That’s how the priests help the king, the political power, and give him an aura of religion and divineness. That’s how kings have existed up to now.
And so the priest is in difficulty from the mystics – both the king and the priest are in difficulty from the mystics because the mystic is a rebel. A mystic is a rebellion; his very being is so free that he would like to liberate everybody else. His message is liberation, freedom – total, absolute freedom.
The king is afraid, the priests help. The priest is afraid, the king helps. The priests and the political power both joined together to kill this innocent man who had no power at all. Or – his power was not of this world; his power was that of a meek and humble man, his power was that of a realized man. The power is not violent, his power is that of love, what Lao Tzu calls “the man of Tao.” He is powerful because he is powerless.
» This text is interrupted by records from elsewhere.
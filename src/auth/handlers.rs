use crate::{
    auth::{
        jwt::{TokenSubject, generate_access_token},
        password::verify_password,
    },
    config::Config,
    error::AppError,
    models::{LoginReqDto, LoginResponse},
};
use actix_web::{HttpResponse, web};
use sqlx::MySqlPool;
use tracing::{debug, info, instrument};

#[derive(sqlx::FromRow)]
struct LoginRow {
    employee_id: String,
    first_name: String,
    last_name: String,
    email: String,
    phone_number: String,
    job_title: String,
    organization_id: String,
    hire_status: String,
    is_admin: bool,
    hashed_password: String,
    organization_name: Option<String>,
    manager_id: Option<String>,
}

/// Employee login
#[utoipa::path(
    post,
    path = "/api/v1/auth/login",
    request_body = LoginReqDto,
    responses(
        (status = 200, description = "Logged in", body = LoginResponse),
        (status = 400, description = "Missing credentials"),
        (status = 401, description = "Invalid credentials"),
        (status = 404, description = "Employee not found")
    ),
    tag = "Auth"
)]
#[instrument(
    name = "auth_login",
    skip(pool, config, user),
    fields(employee_id = %user.employee_id)
)]
pub async fn login(
    user: web::Json<LoginReqDto>,
    pool: web::Data<MySqlPool>,
    config: web::Data<Config>,
) -> Result<HttpResponse, AppError> {
    info!("Login request received");

    // 1️⃣ Basic validation
    if user.employee_id.trim().is_empty() || user.password.is_empty() {
        info!("Validation failed: empty employee_id or password");
        return Err(AppError::Validation(
            "employee_id and password are required".into(),
        ));
    }

    // 2️⃣ Fetch employee with their organization
    debug!("Fetching employee from database");

    let row = sqlx::query_as::<_, LoginRow>(
        r#"
        SELECT e.employee_id, e.first_name, e.last_name, e.email, e.phone_number,
               e.job_title, e.organization_id, e.hire_status, e.is_admin, e.hashed_password,
               o.organization_name, o.manager_id
        FROM employee e
        LEFT JOIN organization o ON o.organization_id = e.organization_id
        WHERE e.employee_id = ?
        "#,
    )
    .bind(user.employee_id.trim())
    .fetch_optional(pool.get_ref())
    .await?
    .ok_or_else(|| AppError::NotFound("Employee not found.".into()))?;

    // 3️⃣ Verify password
    if let Err(e) = verify_password(&user.password, &row.hashed_password) {
        info!(error = %e, "Invalid credentials: password mismatch");
        return Err(AppError::Unauthorized("Incorrect password.".into()));
    }

    let organization_name = row
        .organization_name
        .ok_or_else(|| AppError::Unauthorized("Organization can't be found.".into()))?;
    let is_manager = row.manager_id.as_deref() == Some(row.employee_id.as_str());

    // 4️⃣ Generate access token
    debug!(is_manager, is_admin = row.is_admin, "Generating access token");

    let jwt_token = generate_access_token(
        TokenSubject {
            employee_id: &row.employee_id,
            is_admin: row.is_admin,
            is_manager,
            hire_status: &row.hire_status,
        },
        &config.jwt_secret,
        config.access_token_ttl,
    )
    .map_err(|e| AppError::Internal(format!("Failed to issue token: {e}")))?;

    info!("Login successful");

    Ok(HttpResponse::Ok().json(LoginResponse {
        jwt_token,
        first_name: row.first_name,
        last_name: row.last_name,
        email: row.email,
        phone_number: row.phone_number,
        job_title: row.job_title,
        organization_id: row.organization_id,
        organization_name,
    }))
}
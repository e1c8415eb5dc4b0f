#[allow(clippy::module_inception)]
pub mod auth;
pub mod handlers;
pub mod jwt;
pub mod middleware;
pub mod password;
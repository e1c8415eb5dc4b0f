use chrono::{Days, Local, Months, NaiveDate, NaiveDateTime, NaiveTime};

use crate::error::{AppError, AppResult};

/// Half-open `[first_of_month, first_of_next_month)` range for a `YYYY-MM` string
#[derive(Debug, Clone, Copy, PartialEq, Eq)]
pub struct MonthRange {
    pub start: NaiveDate,
    pub end: NaiveDate,
}

pub fn parse_year_month(raw: &str) -> AppResult<MonthRange> {
    let invalid = || AppError::Validation("Invalid month format. Use YYYY-MM.".to_string());

    let raw = raw.trim();
    let (year, month) = raw.split_once('-').ok_or_else(invalid)?;
    if year.len() != 4 || month.len() != 2 {
        return Err(invalid());
    }
    let year: i32 = year.parse().map_err(|_| invalid())?;
    let month: u32 = month.parse().map_err(|_| invalid())?;

    let start = NaiveDate::from_ymd_opt(year, month, 1).ok_or_else(invalid)?;
    let end = start
        .checked_add_months(Months::new(1))
        .ok_or_else(invalid)?;

    Ok(MonthRange { start, end })
}

/// `YYYY-MM` for the server's current local month
pub fn current_year_month() -> String {
    Local::now().format("%Y-%m").to_string()
}

/// `[midnight(date), midnight(date + 1))`
pub fn day_window(date: NaiveDate) -> AppResult<(NaiveDateTime, NaiveDateTime)> {
    let next = date
        .checked_add_days(Days::new(1))
        .ok_or_else(|| AppError::Validation(format!("Date out of range: {date}")))?;

    Ok((date.and_time(NaiveTime::MIN), next.and_time(NaiveTime::MIN)))
}

pub fn parse_date(raw: &str) -> AppResult<NaiveDate> {
    NaiveDate::parse_from_str(raw.trim(), "%Y-%m-%d")
        .map_err(|_| AppError::Validation("Invalid date format. Use YYYY-MM-DD.".to_string()))
}

/// Accepts `YYYY-MM-DDTHH:MM:SS` and `YYYY-MM-DD HH:MM:SS`
pub fn parse_access_time(raw: &str) -> AppResult<NaiveDateTime> {
    let raw = raw.trim();
    NaiveDateTime::parse_from_str(raw, "%Y-%m-%dT%H:%M:%S")
        .or_else(|_| NaiveDateTime::parse_from_str(raw, "%Y-%m-%d %H:%M:%S"))
        .map_err(|_| {
            AppError::Validation(
                "Invalid access_time format. Use YYYY-MM-DDTHH:MM:SS.".to_string(),
            )
        })
}

#[cfg(test)]
mod tests {
    use super::*;

    fn date(y: i32, m: u32, d: u32) -> NaiveDate {
        NaiveDate::from_ymd_opt(y, m, d).unwrap()
    }

    #[test]
    fn month_range_is_half_open() {
        let range = parse_year_month("2025-04").unwrap();
        assert_eq!(range.start, date(2025, 4, 1));
        assert_eq!(range.end, date(2025, 5, 1));
    }

    #[test]
    fn december_rolls_into_next_year() {
        let range = parse_year_month("2024-12").unwrap();
        assert_eq!(range.end, date(2025, 1, 1));
    }

    #[test]
    fn malformed_months_are_validation_errors() {
        for raw in ["2025-13", "2025/04", "April", "2025-4", "25-04", "2025-04-01", ""] {
            assert!(
                matches!(parse_year_month(raw), Err(AppError::Validation(_))),
                "{raw} should be rejected"
            );
        }
    }

    #[test]
    fn day_window_spans_one_calendar_day() {
        let (start, end) = day_window(date(2025, 2, 28)).unwrap();
        assert_eq!(start.to_string(), "2025-02-28 00:00:00");
        assert_eq!(end.to_string(), "2025-03-01 00:00:00");
    }

    #[test]
    fn access_time_accepts_both_separators() {
        let t = parse_access_time("2025-05-02T08:05:00").unwrap();
        assert_eq!(t, parse_access_time("2025-05-02 08:05:00").unwrap());
        assert!(parse_access_time("2025-05-02").is_err());
    }
}
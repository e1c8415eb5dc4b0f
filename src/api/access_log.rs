use crate::auth::auth::AuthUser;
use crate::error::AppError;
use crate::model::access_log::{AccessLogEntry, CreateAccessLog};
use crate::utils::time_utils::{day_window, parse_access_time, parse_date};
use actix_web::{HttpResponse, web};
use serde::Deserialize;
use serde_json::json;
use sqlx::MySqlPool;
use tracing::{debug, info};
use utoipa::IntoParams;

#[derive(Debug, Deserialize, IntoParams)]
pub struct LogDateQuery {
    /// Day to list (YYYY-MM-DD)
    #[param(example = "2025-05-02")]
    pub date: Option<String>,
}

/// Record a badge swipe
#[utoipa::path(
    post,
    path = "/api/v1/access-logs",
    request_body = CreateAccessLog,
    responses(
        (status = 201, description = "Swipe recorded", body = Object, example = json!({
            "message": "Access log created"
        })),
        (status = 400, description = "Missing or malformed field"),
        (status = 404, description = "Unknown employee or gate")
    ),
    security(
        ("bearer_auth" = [])
    ),
    tag = "Access Log"
)]
pub async fn create_access_log(
    _auth: AuthUser,
    pool: web::Data<MySqlPool>,
    payload: web::Json<CreateAccessLog>,
) -> Result<HttpResponse, AppError> {
    let employee_id = payload.employee_id.trim();
    if employee_id.is_empty() {
        return Err(AppError::Validation("employee_id is required".into()));
    }
    let access_time = parse_access_time(&payload.access_time)?;

    let gates = sqlx::query_scalar::<_, i64>("SELECT COUNT(*) FROM gate WHERE gate_id = ?")
        .bind(payload.gate_id)
        .fetch_one(pool.get_ref())
        .await?;
    if gates == 0 {
        return Err(AppError::NotFound(format!("Gate {} not found", payload.gate_id)));
    }

    let employees =
        sqlx::query_scalar::<_, i64>("SELECT COUNT(*) FROM employee WHERE employee_id = ?")
            .bind(employee_id)
            .fetch_one(pool.get_ref())
            .await?;
    if employees == 0 {
        return Err(AppError::NotFound("Employee not found".into()));
    }

    sqlx::query("INSERT INTO access_log (employee_id, access_time, gate_id) VALUES (?, ?, ?)")
        .bind(employee_id)
        .bind(access_time)
        .bind(payload.gate_id)
        .execute(pool.get_ref())
        .await?;

    info!(employee_id, %access_time, gate_id = payload.gate_id, "Access log created");

    Ok(HttpResponse::Created().json(json!({
        "message": "Access log created"
    })))
}

/// Swipes of one employee on one day, with gate details
#[utoipa::path(
    get,
    path = "/api/v1/access-logs/employees/{employee_id}",
    params(
        ("employee_id", Path, description = "Employee ID"),
        LogDateQuery
    ),
    responses(
        (status = 200, description = "Swipes in time order", body = Object, example = json!({
            "logs": [{
                "log_id": 42,
                "access_time": "2025-05-02T08:05:00",
                "direction": "in",
                "gate_name": "North Lobby",
                "gate_type": "turnstile"
            }]
        })),
        (status = 400, description = "Missing or malformed date"),
        (status = 403, description = "Forbidden")
    ),
    security(
        ("bearer_auth" = [])
    ),
    tag = "Access Log"
)]
pub async fn list_employee_access_logs(
    auth: AuthUser,
    pool: web::Data<MySqlPool>,
    path: web::Path<String>,
    query: web::Query<LogDateQuery>,
) -> Result<HttpResponse, AppError> {
    let employee_id = path.into_inner();
    auth.require_self_or_privileged(&employee_id)?;

    let date = query
        .date
        .as_deref()
        .ok_or_else(|| AppError::Validation("date is required (YYYY-MM-DD)".into()))
        .and_then(parse_date)?;
    let (start, end) = day_window(date)?;

    let logs = sqlx::query_as::<_, AccessLogEntry>(
        r#"
        SELECT a.log_id, a.access_time, g.direction, g.gate_name, g.gate_type
        FROM access_log a
        JOIN gate g ON a.gate_id = g.gate_id
        WHERE a.employee_id = ?
        AND a.access_time >= ?
        AND a.access_time < ?
        ORDER BY a.access_time, a.log_id
        "#,
    )
    .bind(&employee_id)
    .bind(start)
    .bind(end)
    .fetch_all(pool.get_ref())
    .await?;

    debug!(%employee_id, %date, count = logs.len(), "Fetched access logs");

    Ok(HttpResponse::Ok().json(json!({ "logs": logs })))
}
He is supremely high because he lives at the lowest point. He’s at the peak because he lives in the darkest valley. He’s great because he does not claim greatness. The power of the meek, the power of the humble, the power of the egoless, the power of one who is not – then the power of God enters. Then he becomes the vehicle for the whole.
The last thing: be alert because in each of you these three possibilities are all hidden. You can be a priest if you say a false yes, and you can also be a scholar accumulating much knowledge and information. The second: if you say no, but cling to it and don’t go ahead, if you make your abode in no, then you become an atheist, a doubter. The priest misses because of the false yes, and you will miss because of a true no. But if these are the only alternatives, I would like you to say the no because at least it is true and honest – and through honesty there is some possibility. Be an atheist, but don’t be a false religious man.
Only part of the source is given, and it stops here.